Professional experience, at what price?

By Elizabeth Krupka
August 4, 2010

To be paid, or not to be paid, that is the question for many college students seeking internships around the U.S. today.

It seems students are no longer satisfied with a typical summer job. They are now seeking internships in the field they hope to pursue after college, but why is this? The reason is because professional experience has become a vital attribute to a students resume. Employers are no longer just scanning resumes lightly. They are honing in on experiences the student has gained over time.

“Students with experience for the particular job they’re seeking is what’s important. If I’m hiring I want to see the person with the most experience possible regardless of how it came about it,” Eric Chase said, program director of AM 1470, the Fox radio station.

According to the NYTimes, even high school students are looking for internships with professionals in fear that their applications to schools may be discarded due to lack of experience.

The perfect situation for a student would be to work as a paid intern. Therefore they would receive professional experience, while also being compensated for their professional work. Many businesses can’t or decide not to offer compensation for their interns though, typically due to financial reasons. In this case, an intern is simply an employee who works for free. With the economy and where it stands today, interns are a steal for many businesses.

“I would rather be paid for my time and my efforts at my internship.  I would feel more obligated to get actual work done efficiently and on time instead of dilly-dallying to pass the hours away,” Meghan Kelly, sophomore vocal performance major, from Ithaca College, said.

Kelly is working as an intern for a local theater. Though the application process was very competitive, Kelly feels that she won’t bring any professional experience back to her campus next semester.

“I felt that my time wasn’t utilized. I was doing grunt work or I would end up surfing the web. Then all I would think about was that I could be making money and gaining experience elsewhere,” Kelly said.

Some companies are even auctioning off their internships. According to the NYTimes, The Huffington Post, Vanity Fair and Vogue each had interns pay thousands of dollars for their summer internship position. It sounds insane but those wealthy enough to do so are ultimately paying for their future. With an internship like that on your resume, a student will not be on the open market for too long. This also gives wealthier students a clear advantage over other students. Is this fair?

Some companies think they are doing their interns a favor by offering them college credits for their summer work. However, credits cost money and the student would actually be paying for their experience anyway.

Michael True, director of Messiah College internship center, suggests that credit-bearing internship have beneficial aspects.

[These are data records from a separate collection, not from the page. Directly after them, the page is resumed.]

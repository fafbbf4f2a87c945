/// Longest software version label an RDM device may report.
pub const VERSION_LABEL_MAX: usize = 32;

/// RDM product category for a fixture.
pub const PRODUCT_CATEGORY_FIXTURE: u16 = 0x0101;

/// One selectable DMX personality.
#[derive(Debug, Clone, PartialEq, Eq)]
pub struct Personality {
    /// Number of channels the personality occupies.
    pub footprint: u16,
    pub description: String,
}

/// Device descriptor handed to the DMX receive driver on install.
#[derive(Debug, Clone, PartialEq, Eq)]
pub struct DriverConfig {
    pub alloc_size: usize,
    pub model_id: u16,
    pub product_category: u16,
    pub software_version_id: u32,
    pub software_version_label: String,
    pub current_personality: u8,
    pub personalities: Vec<Personality>,
    pub dmx_start_address: u16,
}

impl DriverConfig {
    /// Descriptor for this firmware at the given build version number.
    pub fn for_version(software_version_id: u32) -> Self {
        Self {
            alloc_size: 255,
            model_id: 0,
            product_category: PRODUCT_CATEGORY_FIXTURE,
            software_version_id,
            software_version_label: version_label(&format!("PIXELDMX_V{}", software_version_id)),
            current_personality: 1,
            personalities: vec![Personality {
                footprint: 15,
                description: "Pixel Effect Mode".to_string(),
            }],
            dmx_start_address: 1,
        }
    }

    /// Descriptor derived from this crate's version, e.g. 0.1.0 becomes 100.
    pub fn from_build() -> Self {
        Self::for_version(build_version_id())
    }
}

impl Default for DriverConfig {
    fn default() -> Self {
        Self::from_build()
    }
}

/// Truncate a label to `VERSION_LABEL_MAX` bytes without splitting a character.
pub fn version_label(label: &str) -> String {
    if label.len() <= VERSION_LABEL_MAX {
        return label.to_string();
    }
    let mut end = VERSION_LABEL_MAX;
    while !label.is_char_boundary(end) {
        end -= 1;
    }
    label[..end].to_string()
}

fn build_version_id() -> u32 {
    let part = |s: &str| s.parse::<u32>().unwrap_or(0);
    part(env!("CARGO_PKG_VERSION_MAJOR")) * 10_000
        + part(env!("CARGO_PKG_VERSION_MINOR")) * 100
        + part(env!("CARGO_PKG_VERSION_PATCH"))
}

#[cfg(test)]
mod tests {
    use super::*;

    #[test]
    fn test_descriptor_defaults() {
        let config = DriverConfig::for_version(2405);
        assert_eq!(config.alloc_size, 255);
        assert_eq!(config.model_id, 0);
        assert_eq!(config.product_category, PRODUCT_CATEGORY_FIXTURE);
        assert_eq!(config.software_version_label, "PIXELDMX_V2405");
        assert_eq!(config.personalities.len(), 1);
        assert_eq!(config.personalities[0].footprint, 15);
        assert_eq!(config.current_personality, 1);
        assert_eq!(config.dmx_start_address, 1);
    }

    #[test]
    fn test_label_is_truncated() {
        let long = "X".repeat(40);
        assert_eq!(version_label(&long).len(), VERSION_LABEL_MAX);
        assert_eq!(version_label("short"), "short");

        // multi-byte character straddling the limit is dropped whole
        let tricky = format!("{}é", "a".repeat(31));
        assert_eq!(version_label(&tricky), "a".repeat(31));
    }

    #[test]
    fn test_build_version_id() {
        let config = DriverConfig::from_build();
        assert!(config.software_version_label.starts_with("PIXELDMX_V"));
        assert_eq!(
            config.software_version_label,
            format!("PIXELDMX_V{}", config.software_version_id)
        );
    }
}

“Credit-bearing internships can help a student move more quickly towards graduation, whether the credits are used towards their major or minor requirements, or they are taken from elective credit.  I think there is no better way to spend one’s tuition money than to pursue a credit-bearing, work-learning experience related to one’s major or career goal.”

The question if an internship is paid or unpaid can simply be answered depending on the field itself. “Engineering is almost always paid. Most business related internships seem to be paid. Finding a paid internship in the communication field is difficult,” Laura Garland said, an employee at the Career Center at Muhlenberg College.

Chase believes that interns typically aren’t paid in the media field due to the fact that they lack the experience to be apart of a professional staff. He claimed that interns are essentially apprentices whose hard work and patience may turn into an actual job someday.

However being paid is an incentive that seems to work for every student. Kevin Regan, junior accounting major at Pittsburgh University, feels that being paid helped him to feel like a serious part of the staff. “I really enjoyed my internship because it gave me the opportunity to work with graduate level material, which in turn allows me to learn and grow as a business professional. Also, it is really nice to know that what I do is important work and makes a difference for the company,” Regan said.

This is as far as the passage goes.